[Start of Attachment]

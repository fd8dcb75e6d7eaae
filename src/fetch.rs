//! The batch fetch loop: walk a contiguous identifier range in fixed-size
//! chunks across a bounded pool of workers, archive each completed batch,
//! and hand archives to the upload slot while the next batch fetches.

use std::path::{Path, PathBuf};
use std::sync::atomic::{AtomicBool, Ordering};
use std::sync::Arc;

use anyhow::{Context, Result};
use indicatif::ProgressBar;
use tokio::task::{JoinHandle, JoinSet};
use tracing::{info, warn};

use crate::api::LogSource;
use crate::archive::{self, archive_name};
use crate::store::RemoteStore;

/// Cooperative cancellation, observed at iteration boundaries only: in-flight
/// fetches and uploads are always awaited, never aborted.
#[derive(Clone, Default)]
pub struct CancelFlag(Arc<AtomicBool>);

impl CancelFlag {
    pub fn new() -> Self {
        Self::default()
    }

    pub fn cancel(&self) {
        self.0.store(true, Ordering::Relaxed);
    }

    pub fn is_cancelled(&self) -> bool {
        self.0.load(Ordering::Relaxed)
    }
}

/// Trip `flag` on the first ctrl-c.
pub fn cancel_on_ctrl_c(flag: CancelFlag) {
    tokio::spawn(async move {
        if tokio::signal::ctrl_c().await.is_ok() {
            warn!("interrupt received; finishing in-flight work");
            flag.cancel();
        }
    });
}

#[derive(Debug, Clone, Copy, PartialEq, Eq)]
pub enum FetchOutcome {
    /// Fetched over the network and written to disk.
    Saved,
    /// Already on disk; no network call made.
    Skipped,
}

pub fn record_path(scratch: &Path, id: u64) -> PathBuf {
    scratch.join(format!("assessment_instance_{}_log.json", id))
}

/// Fetch one record unless its file already exists (idempotent resume).
pub async fn fetch_record<S: LogSource + ?Sized>(
    source: &S,
    scratch: &Path,
    id: u64,
) -> Result<FetchOutcome> {
    let path = record_path(scratch, id);
    if path.exists() {
        return Ok(FetchOutcome::Skipped);
    }
    let body = source.get_log(id).await?;
    std::fs::write(&path, body).with_context(|| format!("failed writing {}", path.display()))?;
    Ok(FetchOutcome::Saved)
}

/// What one worker did with its sub-chunk. Failures are counted rather than
/// swallowed; the records stay absent on disk for a resumed run.
#[derive(Debug, Clone, Copy)]
pub struct WorkerReport {
    pub start: u64,
    pub end: u64,
    pub saved: usize,
    pub skipped: usize,
    pub failed: usize,
}

/// Fetch `[start, end]` sequentially in ascending identifier order.
async fn fetch_chunk<S: LogSource + ?Sized>(
    source: Arc<S>,
    scratch: PathBuf,
    start: u64,
    end: u64,
) -> WorkerReport {
    let mut report = WorkerReport { start, end, saved: 0, skipped: 0, failed: 0 };
    for id in start..=end {
        match fetch_record(source.as_ref(), &scratch, id).await {
            Ok(FetchOutcome::Saved) => report.saved += 1,
            Ok(FetchOutcome::Skipped) => report.skipped += 1,
            Err(error) => {
                warn!(id, %error, "fetch failed; leaving record for a future run");
                report.failed += 1;
            }
        }
    }
    report
}

#[derive(Debug)]
pub struct RunSummary {
    pub start: u64,
    pub end: u64,
    pub saved: usize,
    pub skipped: usize,
    pub failed: usize,
    pub archives: Vec<String>,
    /// End of the last batch that was archived and handed to upload; resume
    /// from the next identifier.
    pub last_archived: Option<u64>,
    pub interrupted: bool,
}

/// Drive retrieval of every record in `[start, end]`.
///
/// Each outer iteration covers `workers * batch_size` identifiers: up to
/// `workers` tasks each fetch a contiguous sub-chunk of `batch_size` records,
/// the joined results are zipped into `{iter_start}_{iter_end}.zip` under
/// `archive_dir`, the raw files are removed, and the archive is handed to the
/// upload slot. At most one upload is in flight while the next batch fetches;
/// the previous upload is awaited before the next one starts, and the final
/// upload is awaited before returning.
#[allow(clippy::too_many_arguments)]
pub async fn run<S, R>(
    source: Arc<S>,
    store: Arc<R>,
    scratch: &Path,
    archive_dir: &Path,
    start: u64,
    end: u64,
    batch_size: u64,
    workers: usize,
    cancel: CancelFlag,
    progress: &ProgressBar,
) -> Result<RunSummary>
where
    S: LogSource + 'static,
    R: RemoteStore + 'static,
{
    anyhow::ensure!(batch_size > 0, "batch size must be positive");
    anyhow::ensure!(workers > 0, "worker count must be positive");

    let mut summary = RunSummary {
        start,
        end,
        saved: 0,
        skipped: 0,
        failed: 0,
        archives: Vec::new(),
        last_archived: None,
        interrupted: false,
    };

    let mut upload_slot: Option<JoinHandle<Result<String>>> = None;
    let mut next = start;

    while next <= end {
        if cancel.is_cancelled() {
            summary.interrupted = true;
            break;
        }

        let iter_start = next;
        let mut workers_in_flight = JoinSet::new();
        for _ in 0..workers {
            if next > end {
                break;
            }
            let chunk_end = end.min(next + batch_size - 1);
            workers_in_flight.spawn(fetch_chunk(
                source.clone(),
                scratch.to_path_buf(),
                next,
                chunk_end,
            ));
            next = chunk_end + 1;
        }
        let iter_end = next - 1;

        while let Some(joined) = workers_in_flight.join_next().await {
            let report = joined.context("fetch worker panicked")?;
            summary.saved += report.saved;
            summary.skipped += report.skipped;
            summary.failed += report.failed;
        }

        // an interrupt that arrived mid-fetch discards this iteration: the
        // raw files go away unarchived and the previous batch becomes the
        // resume boundary
        if cancel.is_cancelled() {
            archive::clear_json_files(scratch);
            summary.interrupted = true;
            break;
        }

        let name = archive_name(iter_start, iter_end);
        let archive_path = archive_dir.join(&name);
        let archived = archive::zip_dir(scratch, &archive_path)
            .with_context(|| format!("failed archiving batch {}", name))?;
        archive::clear_json_files(scratch);
        info!(archive = %name, files = archived, "batch archived");

        if let Some(handle) = upload_slot.take() {
            settle_upload(handle).await?;
        }
        upload_slot = Some(spawn_upload(store.clone(), archive_dir.to_path_buf(), name.clone()));

        summary.archives.push(name);
        summary.last_archived = Some(iter_end);
        progress.inc(iter_end - iter_start + 1);
    }

    if let Some(handle) = upload_slot.take() {
        settle_upload(handle).await?;
    }

    Ok(summary)
}

fn spawn_upload<R: RemoteStore + 'static>(
    store: Arc<R>,
    archive_dir: PathBuf,
    name: String,
) -> JoinHandle<Result<String>> {
    tokio::spawn(async move {
        let id = store.upload(&archive_dir, &name).await?;
        let _ = std::fs::remove_file(archive_dir.join(&name));
        info!(archive = %name, %id, "uploaded");
        Ok(id)
    })
}

async fn settle_upload(handle: JoinHandle<Result<String>>) -> Result<String> {
    handle.await.context("upload task panicked")?
}

#[cfg(test)]
mod tests {
    use super::*;
    use async_trait::async_trait;
    use std::sync::atomic::AtomicUsize;

    struct CountingSource {
        calls: AtomicUsize,
    }

    #[async_trait]
    impl LogSource for CountingSource {
        async fn get_log(&self, _id: u64) -> Result<String> {
            self.calls.fetch_add(1, Ordering::SeqCst);
            Ok(r#"[{"event_date":"2023-05-01T09:00:00Z","submission_id":null}]"#.to_string())
        }
    }

    #[tokio::test]
    async fn refetch_of_existing_file_makes_no_network_call() {
        let scratch = tempfile::tempdir().unwrap();
        let source = CountingSource { calls: AtomicUsize::new(0) };

        let first = fetch_record(&source, scratch.path(), 12).await.unwrap();
        assert_eq!(first, FetchOutcome::Saved);
        let second = fetch_record(&source, scratch.path(), 12).await.unwrap();
        assert_eq!(second, FetchOutcome::Skipped);
        assert_eq!(source.calls.load(Ordering::SeqCst), 1);
    }
}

[End of Attachment]

__Task__. The result should be every line of the material that contains the word "PathBuf", so copy those lines.

__Answer below__.
use std::path::{Path, PathBuf};
pub fn record_path(scratch: &Path, id: u64) -> PathBuf {
    scratch: PathBuf,
    archive_dir: PathBuf,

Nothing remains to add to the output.